What this task involves: Starting at the first line of the data below, write out each line exactly until you reach the line containing "to write config", and include that line too.

Stored items

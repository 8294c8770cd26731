//! Centralized error types for the wximpact application.

use thiserror::Error;

/// Top-level application error type.
///
/// Use `user_message()` to get a UI-appropriate message.
#[derive(Debug, Error)]
pub enum AppError {
    #[error("Configuration error: {0}")]
    Config(#[from] ConfigError),

    #[error("IO error: {0}")]
    Io(#[from] std::io::Error),

    #[error("{0}")]
    Other(#[from] anyhow::Error),
}

impl AppError {
    /// Returns a user-friendly message suitable for display in the UI.
    pub fn user_message(&self) -> &'static str {
        match self {
            AppError::Config(e) => e.user_message(),
            AppError::Io(_) => "A file operation failed. Please try again.",
            AppError::Other(_) => "An unexpected error occurred. Please try again.",
        }
    }
}

/// Configuration errors.
#[derive(Debug, Error)]
pub enum ConfigError {
    #[error("Failed to read config file: {0}")]
    Read(#[source] std::io::Error),

    #[error("Failed to write config file: {0}")]
    Write(#[source] std::io::Error),

    #[error("Config file is malformed: {0}")]
    Parse(#[from] toml::de::Error),

    #[error("Failed to serialize config: {0}")]
    Serialize(#[from] toml::ser::Error),

    #[error("No config directory available on this system")]
    NoConfigDir,

    #[error("Invalid configuration: {0}")]
    Invalid(String),
}

impl ConfigError {
    pub fn user_message(&self) -> &'static str {
        match self {
            ConfigError::Read(_) => "Unable to read your settings file.",
            ConfigError::Write(_) => "Unable to save your settings file.",
            ConfigError::Parse(_) => "Configuration file is malformed. Check your settings.",
            ConfigError::Serialize(_) => "Unable to save your settings file.",
            ConfigError::NoConfigDir => "No configuration directory found on this system.",
            ConfigError::Invalid(_) => "Invalid configuration. Check your settings.",
        }
    }
}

Your response:
repository 8294c8770cd26731
//! Centralized error types for the wximpact application.

use thiserror::Error;

/// Top-level application error type.
///
/// Use `user_message()` to get a UI-appropriate message.
#[derive(Debug, Error)]
pub enum AppError {
    #[error("Configuration error: {0}")]
    Config(#[from] ConfigError),

    #[error("IO error: {0}")]
    Io(#[from] std::io::Error),

    #[error("{0}")]
    Other(#[from] anyhow::Error),
}

impl AppError {
    /// Returns a user-friendly message suitable for display in the UI.
    pub fn user_message(&self) -> &'static str {
        match self {
            AppError::Config(e) => e.user_message(),
            AppError::Io(_) => "A file operation failed. Please try again.",
            AppError::Other(_) => "An unexpected error occurred. Please try again.",
        }
    }
}

/// Configuration errors.
#[derive(Debug, Error)]
pub enum ConfigError {
    #[error("Failed to read config file: {0}")]
    Read(#[source] std::io::Error),

    #[error("Failed to write config file: {0}")]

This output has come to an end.